The Lux system’s bioluminescent reaction has been the subject of intense research. It is most often used as a reporter for gene expression and for tracking animal cells in vivo, and has more recently been utilized in synthetic biology for biosensor construction. As a result, it offers a powerful tool to researchers seeking to monitor a wide variety of biological and chemical processes.

About the Lux System

The luminescent output of the Lux system is jointly controlled by the activity of luciferase and a substrate-producing enzymatic complex. Firefly luminescence is the most well-known example of this type of reaction, but bioluminescent reactions also occur in beetles, marine bacteria, and other organisms. Between species, these reactions differ mechanistically and involve structurally distinct substrates and enzymes. We are studying the bacterial Lux system, in which an enzyme complex converts fatty acids into an aldehyde. Catalyzed by luciferase, these aldehydes then react with FMNH2 and oxygen, emitting a photon and producing a fatty acid, FMN, and water. FMNH2 is then regenerated by a flavin reductase, allowing for continuous light production with oxygen input.

Our Approach

Using existing approaches, mathematical models are limited in how they can predict and optimize metabolic pathways.

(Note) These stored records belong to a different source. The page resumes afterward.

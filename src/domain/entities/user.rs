//! User entity and its safe projection.

use chrono::{DateTime, Utc};
use serde::Serialize;
use uuid::Uuid;

/// A registered account as stored in the `users` table.
///
/// Carries the argon2 password hash; never serialize this type directly.
/// Use [`SafeUser`] for anything that leaves the service boundary.
#[derive(Debug, Clone, sqlx::FromRow)]
pub struct User {
    pub id: Uuid,
    pub name: String,
    pub email: String,
    pub phone: String,
    pub password_hash: String,
    pub created_at: DateTime<Utc>,
    pub updated_at: DateTime<Utc>,
}

/// Input data for creating a new user.
///
/// `email` must already be lowercased and `password_hash` derived by the
/// caller; repositories persist these fields verbatim.
#[derive(Debug, Clone)]
pub struct NewUser {
    pub name: String,
    pub email: String,
    pub phone: String,
    pub password_hash: String,
}

/// User representation with the password hash stripped.
#[derive(Debug, Clone, Serialize)]
pub struct SafeUser {
    pub id: Uuid,
    pub name: String,
    pub email: String,
    pub phone: String,
    pub created_at: DateTime<Utc>,
    pub updated_at: DateTime<Utc>,
}

impl From<User> for SafeUser {
    fn from(user: User) -> Self {
        Self {
            id: user.id,
            name: user.name,
            email: user.email,
            phone: user.phone,
            created_at: user.created_at,
            updated_at: user.updated_at,
        }
    }
}
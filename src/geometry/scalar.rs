use std::fmt::Display;

use crate::datatypes::{Dimension, GeometryType};
use crate::error::{LinRefError, Result};
use crate::geometry::{LineString, MultiLineString};

/// A line geometry decoded from WKT.
#[derive(Debug, Clone, PartialEq)]
pub enum Geometry {
    LineString(LineString),
    MultiLineString(MultiLineString),
}

impl Geometry {
    pub fn geometry_type(&self) -> GeometryType {
        match self {
            Geometry::LineString(_) => GeometryType::LineString,
            Geometry::MultiLineString(_) => GeometryType::MultiLineString,
        }
    }

    pub fn dim(&self) -> Dimension {
        match self {
            Geometry::LineString(ls) => ls.dim(),
            Geometry::MultiLineString(mls) => mls.dim(),
        }
    }

    /// Borrow the parts of this geometry.
    ///
    /// A LineString is its own single part.
    pub fn parts(&self) -> &[LineString] {
        match self {
            Geometry::LineString(ls) => std::slice::from_ref(ls),
            Geometry::MultiLineString(mls) => mls.line_strings(),
        }
    }

    /// Split this geometry into its parts, preserving part and vertex order.
    ///
    /// A LineString yields exactly one part. A MultiLineString yields one part per member line.
    pub fn into_parts(self) -> Vec<LineString> {
        match self {
            Geometry::LineString(ls) => vec![ls],
            Geometry::MultiLineString(mls) => mls.into_inner(),
        }
    }

    /// Recombine parts into one geometry.
    ///
    /// One part becomes a LineString, more than one a MultiLineString.
    ///
    /// # Errors
    ///
    /// - if `parts` is empty
    /// - if the parts do not share a dimension
    pub fn from_parts(mut parts: Vec<LineString>) -> Result<Self> {
        match parts.len() {
            0 => Err(LinRefError::EmptyGeometry(
                "a line geometry needs at least one part".into(),
            )),
            1 => Ok(Geometry::LineString(parts.remove(0))),
            _ => {
                let dim = parts[0].dim();
                if let Some((i, ls)) = parts.iter().enumerate().find(|(_, ls)| ls.dim() != dim) {
                    return Err(LinRefError::InvalidCoordinate(format!(
                        "part {i} has dimension {}, expected {dim}",
                        ls.dim()
                    )));
                }
                Ok(Geometry::MultiLineString(MultiLineString::new(parts, dim)))
            }
        }
    }

    /// Total number of vertices across all parts.
    pub fn num_coords(&self) -> usize {
        self.parts().iter().map(LineString::len).sum()
    }
}

impl From<LineString> for Geometry {
    fn from(value: LineString) -> Self {
        Geometry::LineString(value)
    }
}

impl From<MultiLineString> for Geometry {
    fn from(value: MultiLineString) -> Self {
        Geometry::MultiLineString(value)
    }
}

impl Display for Geometry {
    fn fmt(&self, f: &mut std::fmt::Formatter<'_>) -> std::fmt::Result {
        crate::io::wkt::write_geometry(self, f)
    }
}
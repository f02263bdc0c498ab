pub(crate) mod linestring;

/// A GPS track with elevation, as exported from a recording device.
pub(crate) const LINESTRING_WKT: &str = include_str!("../../fixtures/linestring.wkt.txt");

/// [LINESTRING_WKT] with mile measures appended.
pub(crate) const LINESTRING_REFERENCED_WKT: &str =
    include_str!("../../fixtures/linestring.referenced.wkt.txt");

We will be expressing several permutations of the bacterial Lux system to empirically determine its rate limiting steps by measuring the resulting light production. The identification of rate-limiting steps will then allow us to optimize the pathway. With these findings, an improved and experimentally validated mathematical model of the pathway will be constructed. By strategically altering biosynthetic gene expression, we will gain both a generalizable method to rapidly optimize metabolic pathways and a means to tailor the reporter/sensor to better suit our needs (i.e. make it brighter).